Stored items
########

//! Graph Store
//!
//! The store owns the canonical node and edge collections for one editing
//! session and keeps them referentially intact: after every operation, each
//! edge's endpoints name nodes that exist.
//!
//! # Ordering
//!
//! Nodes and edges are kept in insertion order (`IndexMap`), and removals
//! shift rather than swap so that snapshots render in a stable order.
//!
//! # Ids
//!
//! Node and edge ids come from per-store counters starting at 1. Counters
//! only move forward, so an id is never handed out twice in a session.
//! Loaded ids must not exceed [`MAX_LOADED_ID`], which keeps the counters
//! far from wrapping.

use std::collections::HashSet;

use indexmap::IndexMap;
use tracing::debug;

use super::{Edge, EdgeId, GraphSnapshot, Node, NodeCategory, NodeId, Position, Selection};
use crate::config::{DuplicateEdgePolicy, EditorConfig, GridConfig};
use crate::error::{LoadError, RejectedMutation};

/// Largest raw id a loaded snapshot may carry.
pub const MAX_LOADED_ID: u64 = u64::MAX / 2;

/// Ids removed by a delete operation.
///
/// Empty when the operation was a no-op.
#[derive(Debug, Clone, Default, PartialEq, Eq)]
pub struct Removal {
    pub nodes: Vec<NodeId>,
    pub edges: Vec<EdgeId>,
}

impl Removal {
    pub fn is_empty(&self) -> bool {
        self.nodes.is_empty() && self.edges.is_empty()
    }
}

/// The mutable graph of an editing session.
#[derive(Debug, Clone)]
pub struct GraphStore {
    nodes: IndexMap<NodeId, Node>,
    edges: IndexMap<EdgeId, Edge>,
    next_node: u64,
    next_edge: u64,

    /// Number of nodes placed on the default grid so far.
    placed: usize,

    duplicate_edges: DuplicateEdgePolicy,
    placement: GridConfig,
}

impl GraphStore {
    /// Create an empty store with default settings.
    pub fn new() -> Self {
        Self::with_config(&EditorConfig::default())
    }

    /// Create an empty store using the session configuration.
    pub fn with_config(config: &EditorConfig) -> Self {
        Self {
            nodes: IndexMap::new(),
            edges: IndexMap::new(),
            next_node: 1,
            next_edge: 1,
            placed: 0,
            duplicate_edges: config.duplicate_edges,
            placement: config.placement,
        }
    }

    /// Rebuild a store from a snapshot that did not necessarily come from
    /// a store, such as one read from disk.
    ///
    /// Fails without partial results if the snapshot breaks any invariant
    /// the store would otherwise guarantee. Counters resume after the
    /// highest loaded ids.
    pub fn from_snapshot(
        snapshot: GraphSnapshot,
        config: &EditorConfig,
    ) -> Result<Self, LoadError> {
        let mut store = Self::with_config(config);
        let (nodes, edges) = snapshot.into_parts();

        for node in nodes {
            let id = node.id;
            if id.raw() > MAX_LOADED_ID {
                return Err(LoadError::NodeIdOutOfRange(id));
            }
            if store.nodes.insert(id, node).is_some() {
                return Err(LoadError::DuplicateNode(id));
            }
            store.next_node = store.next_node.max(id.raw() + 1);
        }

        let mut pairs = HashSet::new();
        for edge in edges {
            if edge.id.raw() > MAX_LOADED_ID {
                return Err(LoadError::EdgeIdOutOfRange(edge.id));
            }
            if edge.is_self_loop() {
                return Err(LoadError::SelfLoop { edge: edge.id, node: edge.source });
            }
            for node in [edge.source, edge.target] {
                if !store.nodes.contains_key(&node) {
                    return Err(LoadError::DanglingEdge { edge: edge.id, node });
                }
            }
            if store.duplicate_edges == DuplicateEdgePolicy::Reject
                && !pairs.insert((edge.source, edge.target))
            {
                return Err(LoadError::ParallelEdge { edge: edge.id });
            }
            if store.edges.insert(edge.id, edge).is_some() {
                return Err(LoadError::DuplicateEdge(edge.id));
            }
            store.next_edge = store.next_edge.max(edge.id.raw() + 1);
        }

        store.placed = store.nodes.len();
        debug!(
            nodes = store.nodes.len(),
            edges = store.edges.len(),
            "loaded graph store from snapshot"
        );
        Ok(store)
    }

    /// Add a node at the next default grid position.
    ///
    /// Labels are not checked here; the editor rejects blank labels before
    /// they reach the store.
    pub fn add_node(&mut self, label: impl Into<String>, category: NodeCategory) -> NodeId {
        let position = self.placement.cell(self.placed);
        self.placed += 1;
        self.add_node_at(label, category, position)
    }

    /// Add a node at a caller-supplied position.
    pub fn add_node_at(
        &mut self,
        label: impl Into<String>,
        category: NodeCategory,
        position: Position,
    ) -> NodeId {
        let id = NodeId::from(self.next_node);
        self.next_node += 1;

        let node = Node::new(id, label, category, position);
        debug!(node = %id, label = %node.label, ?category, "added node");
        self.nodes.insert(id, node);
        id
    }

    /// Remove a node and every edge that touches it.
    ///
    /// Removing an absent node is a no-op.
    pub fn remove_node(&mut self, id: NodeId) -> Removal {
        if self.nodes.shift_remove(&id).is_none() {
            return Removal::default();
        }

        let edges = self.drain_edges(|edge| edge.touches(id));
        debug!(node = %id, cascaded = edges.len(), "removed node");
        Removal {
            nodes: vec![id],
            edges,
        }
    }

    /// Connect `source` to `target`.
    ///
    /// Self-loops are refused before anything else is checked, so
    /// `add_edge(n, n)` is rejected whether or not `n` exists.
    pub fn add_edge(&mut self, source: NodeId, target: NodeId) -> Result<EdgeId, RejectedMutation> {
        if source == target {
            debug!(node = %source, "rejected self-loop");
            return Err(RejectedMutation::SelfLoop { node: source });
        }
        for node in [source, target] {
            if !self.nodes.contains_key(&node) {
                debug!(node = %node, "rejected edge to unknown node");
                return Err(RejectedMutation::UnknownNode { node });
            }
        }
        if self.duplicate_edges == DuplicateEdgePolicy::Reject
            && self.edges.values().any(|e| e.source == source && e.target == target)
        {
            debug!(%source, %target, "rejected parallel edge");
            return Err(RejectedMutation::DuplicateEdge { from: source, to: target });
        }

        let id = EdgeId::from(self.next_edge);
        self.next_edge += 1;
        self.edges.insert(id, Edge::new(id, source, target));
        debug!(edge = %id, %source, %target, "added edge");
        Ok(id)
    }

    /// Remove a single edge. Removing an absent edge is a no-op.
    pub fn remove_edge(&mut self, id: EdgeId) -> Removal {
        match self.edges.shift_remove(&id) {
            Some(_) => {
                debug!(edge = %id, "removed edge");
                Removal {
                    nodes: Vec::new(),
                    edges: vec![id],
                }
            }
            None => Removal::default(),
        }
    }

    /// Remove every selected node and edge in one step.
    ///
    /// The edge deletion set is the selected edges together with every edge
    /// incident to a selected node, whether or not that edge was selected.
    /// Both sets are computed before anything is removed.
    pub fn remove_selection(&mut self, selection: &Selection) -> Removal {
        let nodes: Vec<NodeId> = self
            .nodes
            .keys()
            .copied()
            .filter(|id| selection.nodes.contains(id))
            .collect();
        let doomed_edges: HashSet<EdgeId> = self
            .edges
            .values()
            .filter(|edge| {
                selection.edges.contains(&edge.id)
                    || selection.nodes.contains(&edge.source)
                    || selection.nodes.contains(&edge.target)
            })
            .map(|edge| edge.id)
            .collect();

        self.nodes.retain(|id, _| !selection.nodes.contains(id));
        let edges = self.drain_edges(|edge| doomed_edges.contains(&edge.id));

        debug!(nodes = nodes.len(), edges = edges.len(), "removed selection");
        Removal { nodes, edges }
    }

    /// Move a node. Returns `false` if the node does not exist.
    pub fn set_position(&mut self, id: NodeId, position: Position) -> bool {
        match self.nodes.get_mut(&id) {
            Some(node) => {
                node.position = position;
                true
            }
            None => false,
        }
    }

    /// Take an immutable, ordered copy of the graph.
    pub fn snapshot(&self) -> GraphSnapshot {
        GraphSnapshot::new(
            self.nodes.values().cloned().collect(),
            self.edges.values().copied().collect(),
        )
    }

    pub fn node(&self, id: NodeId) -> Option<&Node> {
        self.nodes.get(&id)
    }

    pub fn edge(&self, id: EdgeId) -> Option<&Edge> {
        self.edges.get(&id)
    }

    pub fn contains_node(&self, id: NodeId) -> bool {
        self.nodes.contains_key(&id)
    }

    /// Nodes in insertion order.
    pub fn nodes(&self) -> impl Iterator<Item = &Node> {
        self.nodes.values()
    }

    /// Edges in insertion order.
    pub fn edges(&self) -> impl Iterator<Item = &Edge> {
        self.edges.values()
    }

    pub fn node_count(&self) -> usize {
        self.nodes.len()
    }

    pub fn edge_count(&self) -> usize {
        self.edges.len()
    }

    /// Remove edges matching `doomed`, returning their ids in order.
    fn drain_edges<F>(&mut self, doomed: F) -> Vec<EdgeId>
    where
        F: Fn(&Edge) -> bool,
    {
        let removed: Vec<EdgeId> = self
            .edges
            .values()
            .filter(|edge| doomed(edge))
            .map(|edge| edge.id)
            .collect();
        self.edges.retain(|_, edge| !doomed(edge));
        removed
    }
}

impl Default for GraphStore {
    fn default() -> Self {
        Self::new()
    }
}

########

- _Activity_: Copy the lines that hold the word "operation". Take them from the records above.

- _Response box_:
//! session and keeps them referentially intact: after every operation, each
/// Ids removed by a delete operation.
/// Empty when the operation was a no-op.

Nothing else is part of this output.